» **WORK TO COMPLETE**: All of the data must be returned exactly as given.

[Records drawn from a dataset]
--------------------------------

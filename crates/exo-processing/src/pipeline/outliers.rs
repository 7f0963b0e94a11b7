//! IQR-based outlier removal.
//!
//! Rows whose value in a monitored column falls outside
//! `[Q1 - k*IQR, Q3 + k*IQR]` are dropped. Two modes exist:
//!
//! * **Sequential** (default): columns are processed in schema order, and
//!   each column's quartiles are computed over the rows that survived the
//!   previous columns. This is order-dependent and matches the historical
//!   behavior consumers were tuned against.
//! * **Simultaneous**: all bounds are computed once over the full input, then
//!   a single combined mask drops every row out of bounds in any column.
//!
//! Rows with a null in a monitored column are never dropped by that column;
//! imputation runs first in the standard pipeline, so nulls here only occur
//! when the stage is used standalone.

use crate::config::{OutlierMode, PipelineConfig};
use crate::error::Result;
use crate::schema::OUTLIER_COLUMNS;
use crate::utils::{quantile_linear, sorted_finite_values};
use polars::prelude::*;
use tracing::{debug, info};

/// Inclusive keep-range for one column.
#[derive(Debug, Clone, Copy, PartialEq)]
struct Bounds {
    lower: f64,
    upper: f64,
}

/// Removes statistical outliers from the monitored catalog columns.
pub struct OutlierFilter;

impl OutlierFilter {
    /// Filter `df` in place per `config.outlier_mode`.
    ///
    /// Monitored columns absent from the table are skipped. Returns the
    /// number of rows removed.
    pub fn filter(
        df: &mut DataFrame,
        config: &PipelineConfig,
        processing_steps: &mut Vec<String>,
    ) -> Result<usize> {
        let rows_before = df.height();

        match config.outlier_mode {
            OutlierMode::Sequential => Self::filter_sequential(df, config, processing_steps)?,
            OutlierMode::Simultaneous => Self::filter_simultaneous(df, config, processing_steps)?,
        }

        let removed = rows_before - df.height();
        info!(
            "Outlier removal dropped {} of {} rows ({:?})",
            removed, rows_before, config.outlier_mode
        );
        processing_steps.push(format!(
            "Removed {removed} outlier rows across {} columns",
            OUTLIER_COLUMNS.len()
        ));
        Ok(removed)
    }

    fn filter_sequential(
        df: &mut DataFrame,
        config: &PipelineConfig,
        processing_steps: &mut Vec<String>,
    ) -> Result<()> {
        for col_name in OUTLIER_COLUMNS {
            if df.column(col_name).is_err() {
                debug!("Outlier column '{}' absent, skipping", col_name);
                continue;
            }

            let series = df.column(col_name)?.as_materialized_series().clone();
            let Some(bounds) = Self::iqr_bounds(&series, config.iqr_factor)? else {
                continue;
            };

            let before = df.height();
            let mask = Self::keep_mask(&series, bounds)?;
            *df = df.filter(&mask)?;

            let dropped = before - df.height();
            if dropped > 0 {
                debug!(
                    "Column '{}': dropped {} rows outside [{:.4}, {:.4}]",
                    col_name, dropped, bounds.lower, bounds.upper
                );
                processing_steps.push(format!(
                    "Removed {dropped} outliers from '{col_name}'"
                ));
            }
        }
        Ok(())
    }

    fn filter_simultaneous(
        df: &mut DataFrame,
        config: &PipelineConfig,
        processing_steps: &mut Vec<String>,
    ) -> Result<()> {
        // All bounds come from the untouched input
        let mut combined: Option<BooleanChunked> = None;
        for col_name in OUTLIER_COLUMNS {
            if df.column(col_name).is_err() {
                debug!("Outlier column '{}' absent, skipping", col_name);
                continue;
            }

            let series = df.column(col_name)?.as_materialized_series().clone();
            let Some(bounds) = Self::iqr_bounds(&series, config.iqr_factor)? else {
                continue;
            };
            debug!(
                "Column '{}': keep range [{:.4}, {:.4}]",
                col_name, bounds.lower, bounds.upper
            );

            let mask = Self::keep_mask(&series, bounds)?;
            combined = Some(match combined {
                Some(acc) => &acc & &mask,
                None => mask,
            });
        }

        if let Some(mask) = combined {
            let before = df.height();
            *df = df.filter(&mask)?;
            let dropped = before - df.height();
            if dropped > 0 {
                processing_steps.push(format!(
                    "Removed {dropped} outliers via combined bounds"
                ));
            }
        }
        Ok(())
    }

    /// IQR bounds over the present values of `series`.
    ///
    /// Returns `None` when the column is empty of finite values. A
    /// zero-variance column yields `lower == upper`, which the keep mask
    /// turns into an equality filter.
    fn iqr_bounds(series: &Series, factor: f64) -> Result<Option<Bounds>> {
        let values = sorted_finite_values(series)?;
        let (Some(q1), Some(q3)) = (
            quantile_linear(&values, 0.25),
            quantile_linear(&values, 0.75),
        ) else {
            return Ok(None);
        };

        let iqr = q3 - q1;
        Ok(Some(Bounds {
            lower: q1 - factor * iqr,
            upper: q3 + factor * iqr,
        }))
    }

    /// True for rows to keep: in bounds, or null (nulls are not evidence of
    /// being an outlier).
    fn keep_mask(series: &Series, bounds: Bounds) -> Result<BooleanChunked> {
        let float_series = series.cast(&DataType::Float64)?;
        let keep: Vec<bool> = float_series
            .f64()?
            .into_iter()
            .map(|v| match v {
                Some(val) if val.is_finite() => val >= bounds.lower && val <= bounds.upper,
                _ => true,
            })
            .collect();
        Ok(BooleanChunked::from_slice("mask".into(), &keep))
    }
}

--------------------------------

» **TASK RESPONSE**:
filename crates/exo-processing/src/pipeline/outliers.rs
repository 7f0963b0e94a11b7
//! IQR-based outlier removal.
//!
//! Rows whose value in a monitored column falls outside
//! `[Q1 - k*IQR, Q3 + k*IQR]` are dropped. Two modes exist:
//!
//! * **Sequential** (default): columns are processed in schema order, and
//!   each column's quartiles are computed over the rows that survived the
//!   previous columns. This is order-dependent and matches the historical
//!   behavior consumers were tuned against.
//! * **Simultaneous**: all bounds are computed once over the full input, then
//!   a single combined mask drops every row out of bounds in any column.
//!
//! Rows with a null in a monitored column are never dropped by that column;
//! imputation runs first in the standard pipeline, so nulls here only occur
//! when the stage is used standalone.

use crate::config::{OutlierMode, PipelineConfig};
use crate::error::Result;
use crate::schema::OUTLIER_COLUMNS;
use crate::utils::{quantile_linear, sorted_finite_values};
use polars::prelude::*;
use tracing::{debug, info};

/// Inclusive keep-range for one column.
#[derive(Debug, Clone, Copy, PartialEq)]
struct Bounds {
    lower: f64,
    upper: f64,
}

/// Removes statistical outliers from the monitored catalog columns.
pub struct OutlierFilter;

impl OutlierFilter {
    /// Filter `df` in place per `config.outlier_mode`.
    ///
    /// Monitored columns absent from the table are skipped. Returns the
    /// number of rows removed.
    pub fn filter(
        df: &mut DataFrame,
        config: &PipelineConfig,
        processing_steps: &mut Vec<String>,
    ) -> Result<usize> {
        let rows_before = df.height();

        match config.outlier_mode {
            OutlierMode::Sequential => Self::filter_sequential(df, config, processing_steps)?,
            OutlierMode::Simultaneous => Self::filter_simultaneous(df, config, processing_steps)?,
        }

        let removed = rows_before - df.height();
        info!(
            "Outlier removal dropped {} of {} rows ({:?})",
            removed, rows_before, config.outlier_mode
        );
        processing_steps.push(format!(
            "Removed {removed} outlier rows across {} columns",
            OUTLIER_COLUMNS.len()
        ));
        Ok(removed)
    }

    fn filter_sequential(
        df: &mut DataFrame,
        config: &PipelineConfig,
        processing_steps: &mut Vec<String>,
    ) -> Result<()> {
        for col_name in OUTLIER_COLUMNS {
            if df.column(col_name).is_err() {
                debug!("Outlier column '{}' absent, skipping", col_name);
                continue;
            }

            let series = df.column(col_name)?.as_materialized_series().clone();
            let Some(bounds) = Self::iqr_bounds(&series, config.iqr_factor)? else {
                continue;
            };

            let before = df.height();
            let mask = Self::keep_mask(&series, bounds)?;
            *df = df.filter(&mask)?;

            let dropped = before - df.height();
            if dropped > 0 {
                debug!(
                    "Column '{}': dropped {} rows outside [{:.4}, {:.4}]",
                    col_name, dropped, bounds.lower, bounds.upper
                );
                processing_steps.push(format!(
                    "Removed {dropped} outliers from '{col_name}'"
                ));
            }
        }
        Ok(())
    }

    fn filter_simultaneous(
        df: &mut DataFrame,
        config: &PipelineConfig,
        processing_steps: &mut Vec<String>,
    ) -> Result<()> {
        // All bounds come from the untouched input
        let mut combined: Option<BooleanChunked> = None;
        for col_name in OUTLIER_COLUMNS {
            if df.column(col_name).is_err() {
                debug!("Outlier column '{}' absent, skipping", col_name);
                continue;
            }

            let series = df.column(col_name)?.as_materialized_series().clone();
            let Some(bounds) = Self::iqr_bounds(&series, config.iqr_factor)? else {
                continue;
            };
            debug!(
                "Column '{}': keep range [{:.4}, {:.4}]",
                col_name, bounds.lower, bounds.upper
            );

            let mask = Self::keep_mask(&series, bounds)?;
            combined = Some(match combined {
                Some(acc) => &acc & &mask,
                None => mask,
            });
        }

        if let Some(mask) = combined {
            let before = df.height();
            *df = df.filter(&mask)?;
            let dropped = before - df.height();
            if dropped > 0 {
                processing_steps.push(format!(
                    "Removed {dropped} outliers via combined bounds"
                ));
            }
        }
        Ok(())
    }

    /// IQR bounds over the present values of `series`.
    ///
    /// Returns `None` when the column is empty of finite values. A
    /// zero-variance column yields `lower == upper`, which the keep mask
    /// turns into an equality filter.
    fn iqr_bounds(series: &Series, factor: f64) -> Result<Option<Bounds>> {
        let values = sorted_finite_values(series)?;
        let (Some(q1), Some(q3)) = (
            quantile_linear(&values, 0.25),
            quantile_linear(&values, 0.75),
        ) else {
            return Ok(None);
        };

        let iqr = q3 - q1;
        Ok(Some(Bounds {
            lower: q1 - factor * iqr,
            upper: q3 + factor * iqr,
        }))
    }

    /// True for rows to keep: in bounds, or null (nulls are not evidence of
    /// being an outlier).
    fn keep_mask(series: &Series, bounds: Bounds) -> Result<BooleanChunked> {
        let float_series = series.cast(&DataType::Float64)?;
        let keep: Vec<bool> = float_series
            .f64()?
            .into_iter()
            .map(|v| match v {
                Some(val) if val.is_finite() => val >= bounds.lower && val <= bounds.upper,
                _ => true,
            })
            .collect();
        Ok(BooleanChunked::from_slice("mask".into(), &keep))
    }
}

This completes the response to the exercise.